MATERIAL TO PROCESS>
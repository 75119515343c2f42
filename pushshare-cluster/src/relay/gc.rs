use std::collections::{HashMap, HashSet};

use pushshare_core::models::InstanceId;

/// Consecutive-miss counter for instances the server reports but no live
/// member claims
///
/// An id missing from the membership for more than `threshold` consecutive
/// frames is reported once and forgotten, so counting restarts from zero.
#[derive(Debug, Clone)]
pub struct UnknownInstanceTracker {
    threshold: u32,
    misses: HashMap<InstanceId, u32>,
}

impl UnknownInstanceTracker {
    #[must_use]
    pub fn new(threshold: u32) -> Self {
        Self {
            threshold,
            misses: HashMap::new(),
        }
    }

    /// Count one frame's reported ids against the known set, returning the
    /// ids that crossed the threshold
    pub fn observe<'a>(
        &mut self,
        reported: impl IntoIterator<Item = &'a InstanceId>,
        known: &HashSet<InstanceId>,
    ) -> Vec<InstanceId> {
        let mut collect = Vec::new();
        for id in reported {
            if known.contains(id) {
                self.misses.remove(id);
                continue;
            }
            let count = self.misses.entry(id.clone()).or_insert(0);
            *count += 1;
            if *count > self.threshold {
                self.misses.remove(id);
                collect.push(id.clone());
            }
        }
        collect
    }

    /// Current miss count; `None` means zero
    #[must_use]
    pub fn misses(&self, id: &InstanceId) -> Option<u32> {
        self.misses.get(id).copied()
    }

    /// Number of ids with a running count
    #[must_use]
    pub fn tracked(&self) -> usize {
        self.misses.len()
    }

    pub fn clear(&mut self) {
        self.misses.clear();
    }
}

#[cfg(test)]
mod tests {
    use super::*;

    #[test]
    fn test_reports_once_after_threshold_and_resets() {
        let mut tracker = UnknownInstanceTracker::new(3);
        let stale = InstanceId::from("I-stale");
        let known = HashSet::new();

        for _ in 0..3 {
            assert!(tracker.observe([&stale], &known).is_empty());
        }
        assert_eq!(tracker.observe([&stale], &known), vec![stale.clone()]);
        assert_eq!(tracker.misses(&stale), None);

        // Counting starts over
        for _ in 0..3 {
            assert!(tracker.observe([&stale], &known).is_empty());
        }
    }

    #[test]
    fn test_collected_ids_are_forgotten() {
        let mut tracker = UnknownInstanceTracker::new(2);
        let known = HashSet::new();
        let stale: Vec<InstanceId> = (0..50).map(|n| InstanceId::from(format!("I-{n}"))).collect();

        let mut collected = Vec::new();
        for _ in 0..3 {
            collected.extend(tracker.observe(stale.iter(), &known));
        }
        assert_eq!(collected.len(), stale.len());
        assert_eq!(tracker.tracked(), 0);

        tracker.observe([&stale[0]], &known);
        assert_eq!(tracker.tracked(), 1);
        assert_eq!(tracker.misses(&stale[0]), Some(1));
    }

    #[test]
    fn test_known_id_drops_counter() {
        let mut tracker = UnknownInstanceTracker::new(3);
        let id = InstanceId::from("I-late");

        tracker.observe([&id], &HashSet::new());
        tracker.observe([&id], &HashSet::new());
        assert_eq!(tracker.misses(&id), Some(2));

        let known: HashSet<InstanceId> = [id.clone()].into_iter().collect();
        assert!(tracker.observe([&id], &known).is_empty());
        assert_eq!(tracker.misses(&id), None);
    }

    #[test]
    fn test_ids_counted_independently() {
        let mut tracker = UnknownInstanceTracker::new(1);
        let a = InstanceId::from("A");
        let b = InstanceId::from("B");
        let known = HashSet::new();

        assert!(tracker.observe([&a], &known).is_empty());
        assert!(tracker.observe([&a, &b], &known) == vec![a.clone()]);
        assert_eq!(tracker.observe([&b], &known), vec![b]);
    }
}
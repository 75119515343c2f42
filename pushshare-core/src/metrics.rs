//! Prometheus metrics for the election and relay protocol
//!
//! Metrics live in a dedicated registry; `gather()` renders the text
//! exposition format for whatever endpoint or log sink the host wires up.

use prometheus::{
    register_int_counter_vec_with_registry, register_int_counter_with_registry,
    register_int_gauge_vec_with_registry, Encoder, IntCounter, IntCounterVec, IntGaugeVec, Registry,
    TextEncoder,
};

/// Global metrics registry
pub static REGISTRY: std::sync::LazyLock<Registry> = std::sync::LazyLock::new(Registry::new);

/// Election rounds, labelled by outcome ("leader" or "follower")
pub static ELECTIONS_TOTAL: std::sync::LazyLock<IntCounterVec> = std::sync::LazyLock::new(|| {
    register_int_counter_vec_with_registry!(
        "pushshare_elections_total",
        "Total number of leader elections run",
        &["outcome"],
        REGISTRY.clone()
    )
    .expect("Failed to register ELECTIONS_TOTAL")
});

/// 1 while the labelled process holds the leader role
///
/// Labelled by `process_id` so several façades in one OS process report
/// separately.
pub static IS_LEADER: std::sync::LazyLock<IntGaugeVec> = std::sync::LazyLock::new(|| {
    register_int_gauge_vec_with_registry!(
        "pushshare_is_leader",
        "Whether this process currently owns the upstream stream",
        &["process_id"],
        REGISTRY.clone()
    )
    .expect("Failed to register IS_LEADER")
});

/// Live peers in the labelled process's membership view, self included
pub static MEMBERSHIP_SIZE: std::sync::LazyLock<IntGaugeVec> = std::sync::LazyLock::new(|| {
    register_int_gauge_vec_with_registry!(
        "pushshare_membership_size",
        "Number of live processes in the membership view",
        &["process_id"],
        REGISTRY.clone()
    )
    .expect("Failed to register MEMBERSHIP_SIZE")
});

/// Frames received from the push stream and forwarded on the bus
pub static FRAMES_RELAYED: std::sync::LazyLock<IntCounter> = std::sync::LazyLock::new(|| {
    register_int_counter_with_registry!(
        "pushshare_frames_relayed_total",
        "Total number of stream frames relayed onto the local bus",
        REGISTRY.clone()
    )
    .expect("Failed to register FRAMES_RELAYED")
});

/// Instances reported for removal, labelled by reason ("unknown" or "dead_peer")
pub static INSTANCES_COLLECTED: std::sync::LazyLock<IntCounterVec> = std::sync::LazyLock::new(|| {
    register_int_counter_vec_with_registry!(
        "pushshare_instances_collected_total",
        "Total number of stale instances reported for removal",
        &["reason"],
        REGISTRY.clone()
    )
    .expect("Failed to register INSTANCES_COLLECTED")
});

/// Push stream failures
pub static STREAM_ERRORS: std::sync::LazyLock<IntCounter> = std::sync::LazyLock::new(|| {
    register_int_counter_with_registry!(
        "pushshare_stream_errors_total",
        "Total number of push stream failures",
        REGISTRY.clone()
    )
    .expect("Failed to register STREAM_ERRORS")
});

/// Registration endpoint failures, labelled by operation
pub static REGISTRATION_FAILURES: std::sync::LazyLock<IntCounterVec> = std::sync::LazyLock::new(|| {
    register_int_counter_vec_with_registry!(
        "pushshare_registration_failures_total",
        "Total number of failed registration calls",
        &["operation"],
        REGISTRY.clone()
    )
    .expect("Failed to register REGISTRATION_FAILURES")
});

/// Drop the per-process gauges of a process that left the group
pub fn forget_process(process_id: &str) {
    // Absent series are fine; the process may never have been counted
    let _ = IS_LEADER.remove_label_values(&[process_id]);
    let _ = MEMBERSHIP_SIZE.remove_label_values(&[process_id]);
}

/// Render every registered metric in the Prometheus text format
pub fn gather() -> crate::Result<String> {
    let encoder = TextEncoder::new();
    let metric_families = REGISTRY.gather();
    let mut buffer = Vec::new();
    encoder.encode(&metric_families, &mut buffer)?;
    String::from_utf8(buffer).map_err(|e| crate::Error::InvalidInput(e.to_string()))
}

INSTRUCTIONS FOR THE TASK>
The records above must be transcribed without a single omission.

FINISHED EXERCISE>
repository 75119515343c2f42
filename pushshare-cluster/src/relay/gc.rs
use std::collections::{HashMap, HashSet};

use pushshare_core::models::InstanceId;

/// Consecutive-miss counter for instances the server reports but no live
/// member claims
///
/// An id missing from the membership for more than `threshold` consecutive
/// frames is reported once and forgotten, so counting restarts from zero.
#[derive(Debug, Clone)]
pub struct UnknownInstanceTracker {
    threshold: u32,
    misses: HashMap<InstanceId, u32>,
}

impl UnknownInstanceTracker {
    #[must_use]
    pub fn new(threshold: u32) -> Self {
        Self {
            threshold,
            misses: HashMap::new(),
        }
    }

    /// Count one frame's reported ids against the known set, returning the
    /// ids that crossed the threshold
    pub fn observe<'a>(
        &mut self,
        reported: impl IntoIterator<Item = &'a InstanceId>,
        known: &HashSet<InstanceId>,
    ) -> Vec<InstanceId> {
        let mut collect = Vec::new();
        for id in reported {
            if known.contains(id) {
                self.misses.remove(id);
                continue;
            }
            let count = self.misses.entry(id.clone()).or_insert(0);
            *count += 1;
            if *count > self.threshold {
                self.misses.remove(id);
                collect.push(id.clone());
            }
        }
        collect
    }

    /// Current miss count; `None` means zero
    #[must_use]
    pub fn misses(&self, id: &InstanceId) -> Option<u32> {
        self.misses.get(id).copied()
    }

    /// Number of ids with a running count
    #[must_use]
    pub fn tracked(&self) -> usize {
        self.misses.len()
    }

    pub fn clear(&mut self) {
        self.misses.clear();
    }
}

#[cfg(test)]
mod tests {
    use super::*;

    #[test]
    fn test_reports_once_after_threshold_and_resets() {
        let mut tracker = UnknownInstanceTracker::new(3);
        let stale = InstanceId::from("I-stale");
        let known = HashSet::new();

        for _ in 0..3 {
            assert!(tracker.observe([&stale], &known).is_empty());
        }
        assert_eq!(tracker.observe([&stale], &known), vec![stale.clone()]);
        assert_eq!(tracker.misses(&stale), None);

        // Counting starts over
        for _ in 0..3 {
            assert!(tracker.observe([&stale], &known).is_empty());
        }
    }

    #[test]
    fn test_collected_ids_are_forgotten() {
        let mut tracker = UnknownInstanceTracker::new(2);
        let known = HashSet::new();
        let stale: Vec<InstanceId> = (0..50).map(|n| InstanceId::from(format!("I-{n}"))).collect();

        let mut collected = Vec::new();
        for _ in 0..3 {
            collected.extend(tracker.observe(stale.iter(), &known));
        }
        assert_eq!(collected.len(), stale.len());
        assert_eq!(tracker.tracked(), 0);

        tracker.observe([&stale[0]], &known);
        assert_eq!(tracker.tracked(), 1);
        assert_eq!(tracker.misses(&stale[0]), Some(1));
    }

    #[test]
    fn test_known_id_drops_counter() {
        let mut tracker = UnknownInstanceTracker::new(3);
        let id = InstanceId::from("I-late");

        tracker.observe([&id], &HashSet::new());
        tracker.observe([&id], &HashSet::new());
        assert_eq!(tracker.misses(&id), Some(2));

        let known: HashSet<InstanceId> = [id.clone()].into_iter().collect();
        assert!(tracker.observe([&id], &known).is_empty());
        assert_eq!(tracker.misses(&id), None);
    }

    #[test]
    fn test_ids_counted_independently() {
        let mut tracker = UnknownInstanceTracker::new(1);
        let a = InstanceId::from("A");
        let b = InstanceId::from("B");
        let known = HashSet::new();

        assert!(tracker.observe([&a], &known).is_empty());
        assert!(tracker.observe([&a, &b], &known) == vec![a.clone()]);
        assert_eq!(tracker.observe([&b], &known), vec![b]);
    }
}
repository 75119515343c2f42
filename pushshare-core/src/metrics.rs
//! Prometheus metrics for the election and relay protocol
//!
//! Metrics live in a dedicated registry; `gather()` renders the text
//! exposition format for whatever endpoint or log sink the host wires up.

use prometheus::{
    register_int_counter_vec_with_registry, register_int_counter_with_registry,
    register_int_gauge_vec_with_registry, Encoder, IntCounter, IntCounterVec, IntGaugeVec, Registry,
    TextEncoder,
};

/// Global metrics registry
pub static REGISTRY: std::sync::LazyLock<Registry> = std::sync::LazyLock::new(Registry::new);

/// Election rounds, labelled by outcome ("leader" or "follower")
pub static ELECTIONS_TOTAL: std::sync::LazyLock<IntCounterVec> = std::sync::LazyLock::new(|| {
    register_int_counter_vec_with_registry!(
        "pushshare_elections_total",
        "Total number of leader elections run",
        &["outcome"],
        REGISTRY.clone()
    )
    .expect("Failed to register ELECTIONS_TOTAL")
});

/// 1 while the labelled process holds the leader role
///
/// Labelled by `process_id` so several façades in one OS process report
/// separately.
pub static IS_LEADER: std::sync::LazyLock<IntGaugeVec> = std::sync::LazyLock::new(|| {
    register_int_gauge_vec_with_registry!(
        "pushshare_is_leader",
        "Whether this process currently owns the upstream stream",
        &["process_id"],
        REGISTRY.clone()
    )
    .expect("Failed to register IS_LEADER")
});

/// Live peers in the labelled process's membership view, self included
pub static MEMBERSHIP_SIZE: std::sync::LazyLock<IntGaugeVec> = std::sync::LazyLock::new(|| {
    register_int_gauge_vec_with_registry!(
        "pushshare_membership_size",
        "Number of live processes in the membership view",
        &["process_id"],
        REGISTRY.clone()
    )
    .expect("Failed to register MEMBERSHIP_SIZE")
});

/// Frames received from the push stream and forwarded on the bus
pub static FRAMES_RELAYED: std::sync::LazyLock<IntCounter> = std::sync::LazyLock::new(|| {
    register_int_counter_with_registry!(
        "pushshare_frames_relayed_total",
        "Total number of stream frames relayed onto the local bus",
        REGISTRY.clone()
    )
    .expect("Failed to register FRAMES_RELAYED")
});

/// Instances reported for removal, labelled by reason ("unknown" or "dead_peer")
pub static INSTANCES_COLLECTED: std::sync::LazyLock<IntCounterVec> = std::sync::LazyLock::new(|| {
    register_int_counter_vec_with_registry!(
        "pushshare_instances_collected_total",
        "Total number of stale instances reported for removal",
        &["reason"],
        REGISTRY.clone()
    )
    .expect("Failed to register INSTANCES_COLLECTED")
});

/// Push stream failures
pub static STREAM_ERRORS: std::sync::LazyLock<IntCounter> = std::sync::LazyLock::new(|| {
    register_int_counter_with_registry!(
        "pushshare_stream_errors_total",
        "Total number of push stream failures",
        REGISTRY.clone()
    )
    .expect("Failed to register STREAM_ERRORS")
});

/// Registration endpoint failures, labelled by operation
pub static REGISTRATION_FAILURES: std::sync::LazyLock<IntCounterVec> = std::sync::LazyLock::new(|| {
    register_int_counter_vec_with_registry!(
        "pushshare_registration_failures_total",
        "Total number of failed registration calls",
        &["operation"],
        REGISTRY.clone()
    )
    .expect("Failed to register REGISTRATION_FAILURES")
});

/// Drop the per-process gauges of a process that left the group
pub fn forget_process(process_id: &str) {
    // Absent series are fine; the process may never have been counted
    let _ = IS_LEADER.remove_label_values(&[process_id]);
    let _ = MEMBERSHIP_SIZE.remove_label_values(&[process_id]);
}

/// Render every registered metric in the Prometheus text format
pub fn gather() -> crate::Result<String> {
    let encoder = TextEncoder::new();
    let metric_families = REGISTRY.gather();
    let mut buffer = Vec::new();
    encoder.encode(&metric_families, &mut buffer)?;
    String::from_utf8(buffer).map_err(|e| crate::Error::InvalidInput(e.to_string()))
}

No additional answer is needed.